The consummation of the Merger is subject to certain customary closing conditions, including (i) the adoption of the Merger Agreement by the holders of a majority of the outstanding shares of the our common stock, (ii) the expiration or termination of the waiting period under the Hart-Scott-Rodino Antitrust Improvements Act of 1976, as amended (the "HSR Act"), and (iii) that no judgment or law is in effect that enjoins, makes illegal or otherwise prohibits the consummation of the Merger. Moreover, each party's obligations to consummate the Merger are subject to certain other conditions, including (a) the accuracy of the other party's representations and warranties (subject to certain materiality exceptions), (b) the other party's compliance in all material respects with its obligations under the Merger Agreement, and (c) in the case of AbbVie and Merger Sub only, (i) the absence of any pending claim, proceeding or other action by a governmental authority that seeks to prevent, prohibit or make illegal the consummation of the Merger or materially limit AbbVie's ability to own, control, direct, manage or operate us and (ii) the absence of any effect, change, event, development or occurrence that, individually or in the aggregate, has had or would reasonably be expected to have a Material Adverse Effect (as defined in the Merger Agreement) that is continuing. Subject to the satisfaction of the closing conditions, closing of the Merger is expected to occur in the second half of 2021.
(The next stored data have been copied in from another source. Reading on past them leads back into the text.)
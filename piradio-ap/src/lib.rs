//! # piradio Audio Player Library (piradio-ap)
//!
//! Plays live internet radio: HLS live playlists (MPEG-TS segments played
//! in media-sequence order), `.m3u` single-track playlists and plain MP3
//! streams.
//!
//! **Architecture:** one [`session::LiveSession`] owns the stream state and
//! polls the live playlist; [`scheduler::SegmentScheduler`] fetches, decodes
//! (symphonia + mpeg2ts + rubato) and plays (cpal) new segments strictly in
//! order.

pub mod audio;
pub mod classifier;
pub mod error;
pub mod http;
pub mod playlist;
pub mod scheduler;
pub mod scratch;
pub mod sequence;
pub mod session;

pub use error::{Error, Result};
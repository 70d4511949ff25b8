//! # piradio Common Library
//!
//! Shared code for the piradio player:
//! - Error type for configuration and I/O failures
//! - TOML configuration loading with built-in defaults
//! - Logging initialisation

pub mod config;
pub mod error;
pub mod logging;

pub use config::{ConfigSource, LoadedConfig, LoggingConfig, PlayerConfig, TomlConfig};
pub use error::{Error, Result};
The Merger Agreement contains representations and warranties and covenants of the parties customary for a transaction of this nature. Until the earlier of the termination of the Merger Agreement and the Effective Time, we have agreed to operate our business in the ordinary course of business in all material respects and have agreed to certain other operating covenants and to not take certain specified actions prior to the consummation of the Merger, as set forth more fully in the Merger Agreement.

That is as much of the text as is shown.